3. The IT technician of the MUHC TCC is responsible for analyzing recurring incidents with the same symptoms (problems) and must propose remedial action.

4. A detailed report must be prepared for all major incidents. The report should include the organizational and clinical repercussions of the incident.

Troubleshooting during a telehealth session

The objective of incident management is to restore the normal operation of services as quickly as possible and to minimize the negative impact on activities.

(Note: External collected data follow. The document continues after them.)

//! # Attribution Result Repository
//!
//! Result rows are replaced per `(run, conversion)` so re-executing a run never
//! accumulates duplicates.

use sea_orm::{
    ColumnTrait, Condition, DatabaseConnection, EntityTrait, QueryFilter, QueryOrder,
    QuerySelect, TransactionTrait,
};
use uuid::Uuid;

use crate::cursor::ResultCursor;
use crate::error::{AttributionError, EngineResult};
use crate::models::{AttributionResult, attribution_result};

/// Repository for attribution result database operations
#[derive(Debug, Clone)]
pub struct AttributionResultRepository {
    db: DatabaseConnection,
}

impl AttributionResultRepository {
    pub fn new(db: DatabaseConnection) -> Self {
        Self { db }
    }

    /// Deletes any rows from a previous execution of this run for the conversion and
    /// inserts the new set in one transaction. Only begin and commit failures surface as
    /// [`AttributionError::TransactionFailure`]; statement errors keep their own mapping.
    pub async fn replace_for_conversion(
        &self,
        run_id: Uuid,
        conversion_event_id: Uuid,
        rows: Vec<attribution_result::ActiveModel>,
    ) -> EngineResult<usize> {
        let txn = self
            .db
            .begin()
            .await
            .map_err(AttributionError::transaction("begin result replacement"))?;

        AttributionResult::delete_many()
            .filter(attribution_result::Column::AttributionRunId.eq(run_id))
            .filter(attribution_result::Column::ConversionEventId.eq(conversion_event_id))
            .exec(&txn)
            .await?;

        let written = rows.len();
        if !rows.is_empty() {
            AttributionResult::insert_many(rows)
                .exec_without_returning(&txn)
                .await?;
        }

        txn.commit()
            .await
            .map_err(AttributionError::transaction("commit attribution results"))?;

        Ok(written)
    }

    /// Keyset page ordered by `(created_at, id)`. Fetches one extra row so the caller
    /// can tell whether another page exists.
    pub async fn page(
        &self,
        run_id: Uuid,
        after: Option<ResultCursor>,
        limit: u64,
    ) -> EngineResult<(Vec<attribution_result::Model>, bool)> {
        let mut query = AttributionResult::find()
            .filter(attribution_result::Column::AttributionRunId.eq(run_id));

        if let Some(cursor) = after {
            let created_at = cursor.created_at.fixed_offset();
            query = query.filter(
                Condition::any()
                    .add(attribution_result::Column::CreatedAt.gt(created_at))
                    .add(
                        Condition::all()
                            .add(attribution_result::Column::CreatedAt.eq(created_at))
                            .add(attribution_result::Column::Id.gt(cursor.id)),
                    ),
            );
        }

        let mut rows = query
            .order_by_asc(attribution_result::Column::CreatedAt)
            .order_by_asc(attribution_result::Column::Id)
            .limit(limit + 1)
            .all(&self.db)
            .await?;

        let has_more = rows.len() as u64 > limit;
        rows.truncate(limit as usize);
        Ok((rows, has_more))
    }

    pub async fn all_for_run(&self, run_id: Uuid) -> EngineResult<Vec<attribution_result::Model>> {
        Ok(AttributionResult::find()
            .filter(attribution_result::Column::AttributionRunId.eq(run_id))
            .order_by_asc(attribution_result::Column::CreatedAt)
            .order_by_asc(attribution_result::Column::Id)
            .all(&self.db)
            .await?)
    }
}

Incidents can be separated into two groups: minor incidents and major incidents

In order to ensure better handling of technical difficulties with telehealth systems, the below steps should be followed when a transmission or operating problem in the telehealth system arises during a session in real (synchronous) time:

Step 1

The site where the problem occurs immediately alerts the other sites about it.

Step 2

The person acting as “technical contact” or “autonomous user” at the requester site:

  • explains the situation to the patient and requests him to wait while one tries to identify the cause of the problem and solve it;
  • pauses the video and audio systems of the videoconference;
  • contacts the MUHC TCC, which gets in touch with the technician at the supplier site and the telehealth technician of the MUHC TCC;

Step 3

The person acting as “technical contact” or technician at the supplier site:

  • explains the situation to the health care professional and requests him to wait while one tries to identify the cause of the problem and solve it;
  • assesses the situation along with the telehealth technician of the MUHC TCC, in order to determine the cause of the technical problem and immediately passes on the information to the requester site.

Step 4

If the problem cannot be solved, all the participating sites “connected” to the session should restart their system. The national videoconferencing bridge can perform this operation for “multipoint” sessions. In the case of “point to point” sessions, it is the telehealth technician of the MUHC TCC who can perform this operation.

Step 5

If the technical problem cannot be solved within 15 to 30 minutes, the health care professional at the supplier site or the person acting as the “clinical contact” who organizes the session at the requester site explains to the patient that due of the nature of the technical complications, more time will be needed to solve them. Whenever possible, the patient is moved away from the equipment. Such a possibility should be explained before the consent form is signed.

Step 6

The telehealth technician of the MUHC TCC works with the requester site and carries out a series of diagnostic tests. If it is not possible to solve the problem within 15 to 30 minutes, he recommends the cancellation of the session.

Step 7

The health care professional or the coordinator at the requester site explains the situation to the patient if the health care professional at the supplier site is unable to speak directly to the latter.

Step 8

The coordinator at the requester site contacts the patients who should have actually taken part in this very session to inform them about the situation.

Step 9

The clinical coordinator works with the requester site if need be to take a new appointment with the patient.

Step 10

After initiating a C2 eTicket, the technical team of the MUHC TCC and the technical support staff at the requester site work in collaboration with “technical” partners involved in the process of the teleconsultation session (e.g.: SOGIQUE, TCR, TCN, private suppliers such as Bell) to solve the problem, according to the “outage management” procedure established in each of the institutions in the CvSSS. Once the problem is solved, the clinical coordinator is informed of the situation.

Step 11

Once the problem is solved, the telehealth technician who was primarily in charge of support prepares an incident report; he communicates the resolution of the problem to his colleagues, the event coordinators of the MUHC TCC and the clinical coordinator.

Step 12

At each period of the fiscal calendar, the members of the MUHC TCC convey statistical data on minor and major incidents to the immediate superior for circulation to partners of the RUIS McGill. If an event had repercussions on the safety of a patient, the manager of the MUHC TCC must be informed about it immediately.